Saturday, October 11, 2014

Forgotten Women in Church History: Antoinette Brown

Oberlin College Archives
Antoinette Brown (1825-1921) is best known as the first American woman ordained to the ministry (in 1853).  However, although some mainline Protestant denominations in the United States remember her (the United Church of Christ regularly honors outstanding women in ministry with the Antoinette Brown Awards), as an evangelical Christian I had never heard of her.* After all, churches that are opposed to women pastors are hardly likely to celebrate the first woman who became one!

Her story, though, like those of other women I have commemorated in this "Forgotten Women" series, shows a woman of great intelligence, leadership ability and devotion; and it's hard not to wonder, if God really never intended women to be pastors, why He made a woman like Antoinette Brown.

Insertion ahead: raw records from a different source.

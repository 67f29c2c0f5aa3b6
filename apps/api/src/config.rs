use anyhow::{Context, Result};

use crate::errors::AppError;

/// Retention applied when `REPORT_TTL_DAYS` is unset or unparsable.
pub const DEFAULT_TTL_DAYS: i64 = 7;

const SECONDS_PER_DAY: u64 = 24 * 60 * 60;

/// Application configuration loaded from environment variables once at startup.
///
/// `PORT` and `RUST_LOG` are resolved immediately. Service credentials stay
/// optional here and are demanded by the handlers that use them, so a missing
/// mail key only fails report generation, never the completion proxy.
#[derive(Debug, Clone)]
pub struct Config {
    pub anthropic_api_key: Option<String>,
    pub admin_email: Option<String>,
    pub public_base_url: Option<String>,
    pub ttl_days: i64,
    pub kv_rest_url: Option<String>,
    pub kv_rest_token: Option<String>,
    pub redis_url: Option<String>,
    pub sendgrid_api_key: Option<String>,
    pub from_email: Option<String>,
    pub port: u16,
    pub rust_log: String,
}

impl Config {
    pub fn from_env() -> Result<Self> {
        dotenvy::dotenv().ok(); // load .env if present; ignore if missing

        Ok(Config {
            anthropic_api_key: optional_env("ANTHROPIC_API_KEY"),
            admin_email: optional_env("ADMIN_EMAIL"),
            public_base_url: optional_env("PUBLIC_BASE_URL"),
            ttl_days: parse_ttl_days(optional_env("REPORT_TTL_DAYS").as_deref()),
            kv_rest_url: optional_env("KV_REST_API_URL")
                .or_else(|| optional_env("UPSTASH_REDIS_REST_URL")),
            kv_rest_token: optional_env("KV_REST_API_TOKEN")
                .or_else(|| optional_env("UPSTASH_REDIS_REST_TOKEN")),
            redis_url: optional_env("REDIS_URL"),
            sendgrid_api_key: optional_env("SENDGRID_API_KEY"),
            from_email: optional_env("FROM_EMAIL"),
            port: std::env::var("PORT")
                .unwrap_or_else(|_| "8080".to_string())
                .parse::<u16>()
                .context("PORT must be a valid port number")?,
            rust_log: std::env::var("RUST_LOG").unwrap_or_else(|_| "info".to_string()),
        })
    }

    /// Store expiry handed to the key-value store.
    pub fn ttl_seconds(&self) -> u64 {
        (self.ttl_days.max(1) as u64).saturating_mul(SECONDS_PER_DAY)
    }

    pub fn require_admin_email(&self) -> Result<&str, AppError> {
        require(&self.admin_email, "ADMIN_EMAIL")
    }

    pub fn require_public_base_url(&self) -> Result<&str, AppError> {
        require(&self.public_base_url, "PUBLIC_BASE_URL")
    }
}

fn require<'a>(value: &'a Option<String>, key: &str) -> Result<&'a str, AppError> {
    value
        .as_deref()
        .ok_or_else(|| AppError::Configuration(format!("Missing {key}")))
}

fn optional_env(key: &str) -> Option<String> {
    std::env::var(key).ok().filter(|v| !v.trim().is_empty())
}

/// Parses `REPORT_TTL_DAYS` leniently: the leading integer is used (`"3.5"` is 3,
/// `"10d"` is 10), garbage falls back to the default and anything below one day is
/// raised to one, so the days reported to customers always match the store expiry.
fn parse_ttl_days(raw: Option<&str>) -> i64 {
    raw.and_then(leading_integer)
        .unwrap_or(DEFAULT_TTL_DAYS)
        .max(1)
}

/// Optional sign followed by decimal digits, ignoring leading whitespace and
/// anything after the digits.
fn leading_integer(raw: &str) -> Option<i64> {
    let s = raw.trim_start();
    let (negative, digits) = match s.as_bytes().first() {
        Some(b'-') => (true, &s[1..]),
        Some(b'+') => (false, &s[1..]),
        _ => (false, s),
    };
    let end = digits
        .find(|c: char| !c.is_ascii_digit())
        .unwrap_or(digits.len());
    if end == 0 {
        return None;
    }
    // Overflowing values saturate instead of falling back to the default.
    let value = digits[..end].parse::<i64>().unwrap_or(i64::MAX);
    Some(if negative { -value } else { value })
}

#[cfg(test)]
impl Config {
    /// Fully populated config for handler tests. No value points anywhere real.
    pub fn for_tests() -> Self {
        Config {
            anthropic_api_key: Some("test-anthropic-key".to_string()),
            admin_email: Some("admin@example.com".to_string()),
            public_base_url: Some("https://reports.example.com/".to_string()),
            ttl_days: DEFAULT_TTL_DAYS,
            kv_rest_url: None,
            kv_rest_token: None,
            redis_url: None,
            sendgrid_api_key: Some("test-sendgrid-key".to_string()),
            from_email: Some("noreply@example.com".to_string()),
            port: 0,
            rust_log: "debug".to_string(),
        }
    }
}
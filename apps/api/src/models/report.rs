use chrono::{DateTime, Local, SubsecRound, Utc};
use serde::{Deserialize, Serialize};
use serde_json::{Map, Value};

/// The persisted report. Written once by the generator, read by the renderer,
/// removed only by store expiry.
///
/// Field names are camelCase on the wire so stored payloads stay readable by
/// every deployment sharing the key space.
#[derive(Debug, Clone, Serialize, Deserialize)]
#[serde(rename_all = "camelCase")]
pub struct ReportRecord {
    pub id: String,
    #[serde(default)]
    pub token: String,
    pub created_at: DateTime<Utc>,
    #[serde(default)]
    pub created_at_local: String,
    #[serde(default)]
    pub customer: Map<String, Value>,
    #[serde(default)]
    pub scores_by_area: Map<String, Value>,
    pub global_score: Option<f64>,
    #[serde(default)]
    pub ai_analysis: String,
}

impl ReportRecord {
    pub fn new(
        id: String,
        token: String,
        customer: Map<String, Value>,
        scores_by_area: Map<String, Value>,
        global_score: Option<f64>,
        ai_analysis: String,
    ) -> Self {
        let now = Utc::now().trunc_subsecs(3);
        Self {
            id,
            token,
            created_at: now,
            created_at_local: now
                .with_timezone(&Local)
                .format("%Y-%m-%d %H:%M")
                .to_string(),
            customer,
            scores_by_area,
            global_score,
            ai_analysis,
        }
    }

    /// Customer field as display text; empty, zero and missing values yield `None`.
    pub fn customer_text(&self, field: &str) -> Option<String> {
        match self.customer.get(field)? {
            Value::String(s) if !s.is_empty() => Some(s.clone()),
            Value::Number(n) if n.as_f64() != Some(0.0) => Some(n.to_string()),
            Value::Bool(true) => Some("true".to_string()),
            _ => None,
        }
    }

    pub fn company(&self) -> String {
        self.customer_text("empresa")
            .unwrap_or_else(|| "Empresa".to_string())
    }

    pub fn person(&self) -> String {
        self.customer_text("nombre")
            .unwrap_or_else(|| "Cliente".to_string())
    }
}

/// Display form of a score value: numbers and strings as-is, null as empty.
pub fn score_text(value: &Value) -> String {
    match value {
        Value::Null => String::new(),
        Value::String(s) => s.clone(),
        other => other.to_string(),
    }
}
mod completion;
mod config;
mod errors;
mod llm_client;
mod mailer;
mod models;
mod reports;
mod routes;
mod state;
mod store;
#[cfg(test)]
mod test_support;

use anyhow::Result;
use std::net::SocketAddr;
use tower_http::{cors::CorsLayer, trace::TraceLayer};
use tracing::info;
use tracing_subscriber::{layer::SubscriberExt, util::SubscriberInitExt, EnvFilter};

use crate::config::Config;
use crate::routes::build_router;
use crate::state::AppState;

#[tokio::main]
async fn main() -> Result<()> {
    let config = Config::from_env()?;

    // Initialize structured logging
    tracing_subscriber::registry()
        .with(EnvFilter::try_from_default_env().unwrap_or_else(|_| {
            EnvFilter::new(format!(
                "{}={},tower_http={}",
                env!("CARGO_CRATE_NAME"),
                &config.rust_log,
                &config.rust_log
            ))
        }))
        .with(tracing_subscriber::fmt::layer())
        .init();

    info!("Starting prediag API v{}", env!("CARGO_PKG_VERSION"));
    info!("Report retention: {} day(s)", config.ttl_days);

    let state = AppState::from_config(config.clone())?;

    let app = build_router(state)
        .layer(TraceLayer::new_for_http())
        .layer(CorsLayer::permissive());

    let addr: SocketAddr = format!("0.0.0.0:{}", config.port).parse()?;
    info!("Listening on {addr}");

    let listener = tokio::net::TcpListener::bind(addr).await?;
    axum::serve(listener, app).await?;

    Ok(())
}
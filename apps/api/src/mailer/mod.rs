//! Outbound email behind the `Mailer` capability. Delivery goes through SendGrid.

use async_trait::async_trait;
use thiserror::Error;

pub mod sendgrid;

pub use sendgrid::SendGridMailer;

#[derive(Debug, Error)]
pub enum MailError {
    #[error("Email request failed: {0}")]
    Http(#[from] reqwest::Error),

    #[error("SendGrid error: {status} {detail}")]
    Rejected { status: u16, detail: String },
}

/// A single-recipient message. `html` is optional; `text` is always sent.
#[derive(Debug, Clone, PartialEq)]
pub struct EmailMessage {
    pub to: String,
    pub subject: String,
    pub text: String,
    pub html: Option<String>,
}

#[async_trait]
pub trait Mailer: Send + Sync {
    async fn send(&self, message: &EmailMessage) -> Result<(), MailError>;
}
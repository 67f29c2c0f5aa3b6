// Report pipeline: generate (LLM → store → email) and render (store → HTML).
// The two halves share nothing but the stored record and its key format.

pub mod emails;
pub mod generator;
pub mod handlers;
pub mod render;
pub mod tokens;

/// Render endpoint path embedded in every report link.
pub const REPORT_PATH: &str = "/api/report";
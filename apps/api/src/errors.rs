use axum::{
    http::{header, StatusCode},
    response::{IntoResponse, Response},
    Json,
};
use serde_json::{json, Value};
use thiserror::Error;

use crate::llm_client::LlmError;
use crate::mailer::MailError;
use crate::store::StoreError;

/// Application-level error type.
/// Implements `IntoResponse` so the JSON handlers can return `Result<T, AppError>`;
/// the renderer wraps it in [`PlainTextError`] instead.
#[derive(Debug, Error)]
pub enum AppError {
    #[error("{0}")]
    InvalidInput(String),

    #[error("Method Not Allowed")]
    MethodNotAllowed,

    #[error("{0}")]
    Configuration(String),

    #[error("Completion API error: {0}")]
    Completion(#[from] LlmError),

    #[error("{0}")]
    Store(#[from] StoreError),

    #[error("{0}")]
    Mail(#[from] MailError),

    #[error("Empty AI response")]
    EmptyResult,

    #[error("Missing id/token")]
    MissingParameters,

    #[error("Report not found or expired.")]
    NotFound,

    #[error("Invalid token.")]
    InvalidToken,

    #[error("{0}")]
    Internal(#[from] anyhow::Error),
}

impl AppError {
    /// Stable name of the failure class, echoed to clients as `kind`.
    pub fn kind(&self) -> &'static str {
        match self {
            AppError::InvalidInput(_) => "InvalidInput",
            AppError::MethodNotAllowed => "MethodNotAllowed",
            AppError::Configuration(_) => "ConfigurationError",
            AppError::Completion(LlmError::Api { .. }) => "UpstreamError",
            AppError::Completion(_) => "ServerError",
            AppError::Store(_) | AppError::Mail(_) => "UpstreamError",
            AppError::EmptyResult => "EmptyResult",
            AppError::MissingParameters => "MissingParameters",
            AppError::NotFound => "NotFound",
            AppError::InvalidToken => "InvalidToken",
            AppError::Internal(_) => "ServerError",
        }
    }

    pub fn status(&self) -> StatusCode {
        match self {
            AppError::InvalidInput(_) | AppError::MissingParameters => StatusCode::BAD_REQUEST,
            AppError::MethodNotAllowed => StatusCode::METHOD_NOT_ALLOWED,
            AppError::NotFound => StatusCode::NOT_FOUND,
            AppError::InvalidToken => StatusCode::FORBIDDEN,
            // The completion API's own status is passed through to the caller.
            AppError::Completion(LlmError::Api { status, .. }) => {
                StatusCode::from_u16(*status).unwrap_or(StatusCode::BAD_GATEWAY)
            }
            AppError::Configuration(_)
            | AppError::Completion(_)
            | AppError::Store(_)
            | AppError::Mail(_)
            | AppError::EmptyResult
            | AppError::Internal(_) => StatusCode::INTERNAL_SERVER_ERROR,
        }
    }

    fn json_body(&self) -> Value {
        let kind = self.kind();
        match self {
            AppError::Completion(LlmError::Api { body, .. }) => {
                json!({ "error": "Anthropic error", "kind": kind, "detail": body })
            }
            AppError::Completion(_)
            | AppError::Store(_)
            | AppError::Mail(_)
            | AppError::Internal(_) => {
                json!({ "error": "Server error", "kind": kind, "detail": self.to_string() })
            }
            _ => json!({ "error": self.to_string(), "kind": kind }),
        }
    }

    fn log(&self) {
        if self.status().is_server_error() {
            tracing::error!(kind = self.kind(), "request failed: {}", self);
        }
    }
}

impl IntoResponse for AppError {
    fn into_response(self) -> Response {
        self.log();
        let mut response = (self.status(), Json(self.json_body())).into_response();
        if matches!(self, AppError::MethodNotAllowed) {
            response
                .headers_mut()
                .insert(header::ALLOW, header::HeaderValue::from_static("POST"));
        }
        response
    }
}

/// Plain-text rendition of [`AppError`] for the browser-facing report page.
#[derive(Debug)]
pub struct PlainTextError(pub AppError);

impl From<AppError> for PlainTextError {
    fn from(err: AppError) -> Self {
        PlainTextError(err)
    }
}

impl IntoResponse for PlainTextError {
    fn into_response(self) -> Response {
        let err = self.0;
        err.log();
        let body = match &err {
            AppError::MissingParameters | AppError::NotFound | AppError::InvalidToken => {
                err.to_string()
            }
            other => format!("Server error: {other}"),
        };
        (
            err.status(),
            [(header::CONTENT_TYPE, "text/plain; charset=utf-8")],
            body,
        )
            .into_response()
    }
}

According to American National Biography Online, Brown was:
born in Henrietta, New York, the daughter of Joseph Brown, a farmer and justice of the peace, and Abigail Morse. Antoinette proved a precocious child, following her older siblings to school at the age of three. The preaching of evangelist Charles Grandison Finney in nearby Rochester during the Second Great Awakening deeply affected the family, and before she reached her ninth birthday, Antoinette Brown joined the Congregational church. The associated reform movements of the era--antislavery, temperance, and moral reform--also drew support from the Browns, who upheld the educational aspirations of both their sons and daughters. Antoinette attended local schools and the Monroe Academy before becoming a teacher in 1841.
Brown then enrolled in the only college at the time which would admit women: Oberlin College in Ohio.  It was there that she met Lucy Stone, the now-famous Abolitionist and Suffragette.  The two women became lifelong friends, and in time, sisters-in-law as well-- each marrying one of the Blackwell brothers whose sisters Elizabeth Blackwell and Emily Blackwell became the first and second woman medical doctors in America.  Brown felt called into ministry and Stone desired a lecturing circuit-- but as women at the time were expected to stay out of the public sphere, the college refused to train them in rhetoric or debate.  Stone and Brown therefore formed their own women's debating society:
The young men had to hold debates as part of their work in rhetoric, and the young women were required to be present, for an hour and a half every week, in order to help form an audience for the boys, but were not allowed to take part. Lucy was intending to lecture and Antoinette [Brown Blackwell] to preach. Both wished for practice in public speaking. They asked Professor Thome, the head of that department, to let them debate. He was a man of liberal views -- a Southerner who had freed his slaves -- and he consented. Tradition says that the debate was exceptionally brilliant. More persons than usual came in to listen, attracted by curiosity. But the Ladies' Board immediately got busy, St. Paul was invoked, and the college authorities forbade any repetition of the experiment. 
A few of the young women, led by Lucy, organized the first debating society ever formed among college girls. At first they held their meetings secretly in the woods, with sentinels on the watch to give warming of intruders. When the weather grew colder, Lucy asked an old colored woman who owned a small house, the mother of one of her colored pupils, to let them have the use of her parlor.
Though Oberlin College was willing to give Brown the kind of education it thought suitable for a woman, its response to her desire to study theology was less accommodating.  As Distinguished Women of Past and Present puts it:
Oberlin was the first coeducational school to grant college degrees to women and to accept students of all races. Women, however, were expected to clean rooms, wash clothes and serve food for the male students. . .  In 1847 Brown finished the literary course taken by most women. She encountered serious objections from the faculty when she then decided to study theology. They did not think it an appropriate field of study for a woman. However, the school charter decreed that no student could be excluded on the basis of sex, so Brown prevailed and finished the theological course in 1850. The Oberlin College faculty, however, refused to award her a college degree and she did not receive a license to preach. The degree was eventually awarded to her twenty-eight years later.
After college Brown began to accept invitations to speak against slavery and on women's rights. Her work in support of women's rights and her attendance at the first National Women's Rights Convention caused her to lose a position she had obtained lecturing to raise funds for charitable work. She then became an independent lecturer, attracting the notice of Horace Greeley, the Abolitionist New York newspaper editor.  He offered to support Brown's preaching ministry in New York City, but instead she accepted an invitation from a Congregational church in rural New York state to become its licensed minister.  She was ordained on September 15, 1853.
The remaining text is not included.